◆ **WHAT YOU WILL DO**:
Only lines below containing the string "axum" should be counted; please give that count by itself.
== == ==
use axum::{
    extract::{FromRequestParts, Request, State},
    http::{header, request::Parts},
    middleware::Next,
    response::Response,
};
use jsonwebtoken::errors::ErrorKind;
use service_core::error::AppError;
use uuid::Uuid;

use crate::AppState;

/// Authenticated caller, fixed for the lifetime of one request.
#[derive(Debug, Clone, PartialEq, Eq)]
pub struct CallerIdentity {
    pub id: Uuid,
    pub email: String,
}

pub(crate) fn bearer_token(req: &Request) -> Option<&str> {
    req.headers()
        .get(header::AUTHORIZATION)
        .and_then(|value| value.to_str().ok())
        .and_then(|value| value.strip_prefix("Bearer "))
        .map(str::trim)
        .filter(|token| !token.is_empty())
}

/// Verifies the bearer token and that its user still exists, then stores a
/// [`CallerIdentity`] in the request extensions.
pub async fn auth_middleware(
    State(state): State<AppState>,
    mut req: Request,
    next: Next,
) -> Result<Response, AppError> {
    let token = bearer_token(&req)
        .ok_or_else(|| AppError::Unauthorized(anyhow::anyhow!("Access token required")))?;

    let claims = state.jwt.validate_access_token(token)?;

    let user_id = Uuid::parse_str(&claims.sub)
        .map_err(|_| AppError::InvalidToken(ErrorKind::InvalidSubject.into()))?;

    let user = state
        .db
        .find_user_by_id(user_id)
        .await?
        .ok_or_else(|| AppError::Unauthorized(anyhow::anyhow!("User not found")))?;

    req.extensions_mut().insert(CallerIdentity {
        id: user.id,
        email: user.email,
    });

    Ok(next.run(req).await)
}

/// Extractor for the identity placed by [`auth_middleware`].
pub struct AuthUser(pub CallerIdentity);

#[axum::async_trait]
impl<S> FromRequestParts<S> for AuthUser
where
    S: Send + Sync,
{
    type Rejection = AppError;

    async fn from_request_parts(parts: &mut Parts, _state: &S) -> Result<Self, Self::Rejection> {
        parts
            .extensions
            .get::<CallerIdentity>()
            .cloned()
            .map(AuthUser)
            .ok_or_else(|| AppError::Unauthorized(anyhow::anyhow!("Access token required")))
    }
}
== == ==
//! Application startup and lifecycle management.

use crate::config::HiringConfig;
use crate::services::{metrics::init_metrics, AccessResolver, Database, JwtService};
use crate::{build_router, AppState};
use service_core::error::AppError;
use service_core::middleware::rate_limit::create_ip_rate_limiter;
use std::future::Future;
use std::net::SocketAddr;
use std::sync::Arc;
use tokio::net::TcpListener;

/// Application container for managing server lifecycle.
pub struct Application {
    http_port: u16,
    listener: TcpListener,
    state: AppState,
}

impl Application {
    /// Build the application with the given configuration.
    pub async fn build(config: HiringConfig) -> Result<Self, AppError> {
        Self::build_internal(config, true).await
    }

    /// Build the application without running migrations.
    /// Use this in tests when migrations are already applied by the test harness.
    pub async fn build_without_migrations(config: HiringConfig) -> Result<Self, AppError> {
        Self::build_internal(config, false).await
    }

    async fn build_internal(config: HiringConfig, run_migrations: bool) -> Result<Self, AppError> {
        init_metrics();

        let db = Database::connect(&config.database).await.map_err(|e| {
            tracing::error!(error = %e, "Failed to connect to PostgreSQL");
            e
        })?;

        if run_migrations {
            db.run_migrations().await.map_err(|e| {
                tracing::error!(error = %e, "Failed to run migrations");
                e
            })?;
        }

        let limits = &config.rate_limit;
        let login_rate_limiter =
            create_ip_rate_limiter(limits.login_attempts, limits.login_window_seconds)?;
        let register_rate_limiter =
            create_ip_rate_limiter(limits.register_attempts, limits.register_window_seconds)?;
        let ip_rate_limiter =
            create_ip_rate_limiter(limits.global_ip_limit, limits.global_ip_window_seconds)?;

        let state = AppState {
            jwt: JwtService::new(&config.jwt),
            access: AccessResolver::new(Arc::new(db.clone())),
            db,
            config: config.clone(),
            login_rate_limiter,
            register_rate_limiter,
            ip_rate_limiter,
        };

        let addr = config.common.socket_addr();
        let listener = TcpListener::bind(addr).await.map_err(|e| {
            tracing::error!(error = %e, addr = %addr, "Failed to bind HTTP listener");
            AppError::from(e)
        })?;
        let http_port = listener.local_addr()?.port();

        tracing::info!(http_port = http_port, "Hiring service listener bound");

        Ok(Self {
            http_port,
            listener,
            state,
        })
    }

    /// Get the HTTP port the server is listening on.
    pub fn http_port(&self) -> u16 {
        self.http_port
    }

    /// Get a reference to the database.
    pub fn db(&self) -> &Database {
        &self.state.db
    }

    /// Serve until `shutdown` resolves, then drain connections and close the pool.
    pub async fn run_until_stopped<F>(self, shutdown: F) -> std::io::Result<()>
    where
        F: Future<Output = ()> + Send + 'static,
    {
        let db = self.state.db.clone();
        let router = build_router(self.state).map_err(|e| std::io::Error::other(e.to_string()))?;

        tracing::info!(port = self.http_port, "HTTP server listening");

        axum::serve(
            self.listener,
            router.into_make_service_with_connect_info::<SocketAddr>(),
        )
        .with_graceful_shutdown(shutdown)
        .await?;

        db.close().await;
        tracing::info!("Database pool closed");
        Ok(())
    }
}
== == ==
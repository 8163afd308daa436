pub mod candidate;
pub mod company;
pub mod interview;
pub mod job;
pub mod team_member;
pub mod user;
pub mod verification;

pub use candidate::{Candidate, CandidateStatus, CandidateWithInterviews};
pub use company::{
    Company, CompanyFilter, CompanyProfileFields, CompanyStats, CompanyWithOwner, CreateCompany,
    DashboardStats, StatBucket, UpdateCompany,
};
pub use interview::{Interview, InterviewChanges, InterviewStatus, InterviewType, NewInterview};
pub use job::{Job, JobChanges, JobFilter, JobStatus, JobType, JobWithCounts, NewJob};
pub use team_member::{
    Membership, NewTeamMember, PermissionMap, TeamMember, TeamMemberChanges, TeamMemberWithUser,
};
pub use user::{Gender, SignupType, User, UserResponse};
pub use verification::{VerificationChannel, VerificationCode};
== == ==
◆ **RESULT OF THIS TASK**:
3